Токарева тем временем указывала испуганным женщинам на найденный предмет:
— Понятые, обратите внимание на потеки, похожие на кровь.
Глава 16
Астаховская заглянула в кабинет Петелиной, убедилась, что следователь одна и зашла без приглашения. На ее лице читалось нетерпение: сейчас такое расскажу!
— Привет, подруга. У меня для тебя новость. Иван Иванович сделал заключение по Семену Белькевичу. Переслал Дорецкому, как положено. Он же ведет дело Резака, — сообщила Людмила Владимировна и взяла театральную паузу.
— А вам нашептал на ушко, — догадалась Елена.
— Мужикам от нас всегда что-нибудь нужно. Грех этим не воспользоваться, — подмигнула Людмила Владимровна.
— Белькевича нашли в камере с перерезанным горлом. Лопахин установил, что, ему помогли? — предположила следователь.
— Однозначно сказать нельзя. Перерезана сонная артерия. Резак мог сделать это сам или кто-то другой нанес неожиданный порез, поэтому следов борьбы на теле нет. Но я здесь не из-за этого. Обнаружено кое-что другое.
— Да говорите уже, — прервала очередную паузу Елена.
— Лопахин нашел во рту Белькевича записку.
— Во рту? — удивилась Петелина.
Людмила Владимировна кивнула и продолжила:
— Текст такой. «Я не виновен. Тахирова зарезал хромой».
Петелина откинулась на спинку кресла, обдумывая новость. Прежняя предсмертная записка Белькевича о том, что умирать не больно, ей сразу показалась неубедительной. Новая, спрятанная во рту, усиливала сомнения.
— Что получается? — вслух рассуждала она. — Белькевич спал с запиской во рту, полагая, что его могут убить.
— Хоть и Резак, а боялся, — согласилась Астаховская.
— Белькевич вспомнил хромоту убийцы курьера при мне, вспомнил неуверенно. А потом покопался в памяти и написал убежденно — зарезал хромой.
— В подобных записках пишут самое важное.
— Опять хромой, — задумчиво произнесла Петелина и решительно заявила: — Я к Харченко!
— Аккуратнее там, — попросила Астаховская. — Такие сюрпризы никто не любит, а Железный Феликс тем более.
Полковник выслушал Петелину. Сначала удивился:
— Записка во рту? Надо же. — Потом припомнил: — И не в таких местах находили.
— Эта информация влияет на ход наших расследований. Хромой упоминался при убийстве студента и при убийствах на стройке.
— Сейчас разберемся! — сказал Харченко и вызвал по телефону следователя Дорецкого.

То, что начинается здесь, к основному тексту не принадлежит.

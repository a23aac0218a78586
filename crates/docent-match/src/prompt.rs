//! System prompt handed to a future model backend.

use docent_core::enums::Role;

const TEMPLATE: &str = r#"You are the Carbon Design System AI Assistant. You answer questions about IBM's Carbon Design System using only official Carbon documentation.

ROLE CONTEXT:
You are currently speaking with a {role}. Adapt your responses accordingly:
- Designer: Focus on visual specs, spacing tokens, color usage, Figma resources, and component usage guidelines. Include token values and visual references.
- Developer: Focus on code snippets, component APIs, props, installation, and implementation patterns. Include import statements and JSX examples.
- Guardian: Focus on compliance metrics, system health, component adoption, governance tools, and audit recommendations. Include data and metrics.

KNOWLEDGE BASE:
You ONLY use information from these official Carbon Design System sources:
1. Carbon Design System Docs — https://carbondesignsystem.com
   Use for: component usage guidelines, design tokens, spacing, color, typography, patterns
2. Carbon React Storybook — https://react.carbondesignsystem.com
   Use for: component props, code examples, interactive demos, implementation details
3. Carbon GitHub — https://github.com/carbon-design-system/carbon
   Use for: source code, changelogs, open issues, contribution guidelines
4. Carbon Figma Kit — https://www.figma.com/community/file/874592104192380079
   Use for: design assets, Figma component library, visual specs

CITATION RULES:
- Every factual claim must link to one of these 4 sources
- Prefer the most specific URL possible (e.g., link to /components/button/usage/ not just the homepage)
- When citing, show the source name and a direct link
- If you cannot find the answer in these sources, say: "I couldn't find this in the official Carbon documentation. I recommend checking with a Design System Guardian during office hours."
- NEVER fabricate URLs — only link to real pages on these domains

RESPONSE RULES:
1. Only reference official Carbon Design System documentation
2. Always cite your sources with links
3. Use trust badges to indicate:
   - [Official Rule] — Mandatory standards that must be followed
   - [Best Practice] — Recommended patterns that are flexible
   - [Flexible] — Guidance that teams can adapt to their needs
4. If you cannot answer from Carbon docs, say so and suggest:
   - Visiting Carbon Design System office hours
   - Filing a question with a Design System Guardian
5. Format responses with clear headings, code blocks where appropriate, and source citations at the end
6. Keep responses concise but thorough — aim for practical, actionable answers
"#;

/// The system prompt with the role placeholder filled in.
#[must_use]
pub fn system_prompt(role: Role) -> String {
    TEMPLATE.replace("{role}", role.as_str())
}

#[cfg(test)]
mod tests {
    use super::*;

    #[test]
    fn fills_role_placeholder() {
        let prompt = system_prompt(Role::Guardian);
        assert!(prompt.contains("You are currently speaking with a guardian."));
        assert!(!prompt.contains("{role}"));
    }

    #[test]
    fn lists_every_badge_label() {
        let prompt = system_prompt(Role::Designer);
        for label in ["[Official Rule]", "[Best Practice]", "[Flexible]"] {
            assert!(prompt.contains(label));
        }
    }
}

Железный Феликс вошел в кабинет начальника с показной преданностью на лице. Увидел Петелину и нахмурился.
Харченко спросил прямо:
— Феликс, ты приобщил предсмертную записку Белькевича в уголовное дело? Ту, которую нашел судмедэксперт.
— У меня уже есть предсмертная записка, собственноручно написанная Белькевичем. А та бумажка изо рта практически нечитаемая. Да и не было ее при первичном осмотре тела. Не исключено, что в морге подсунули.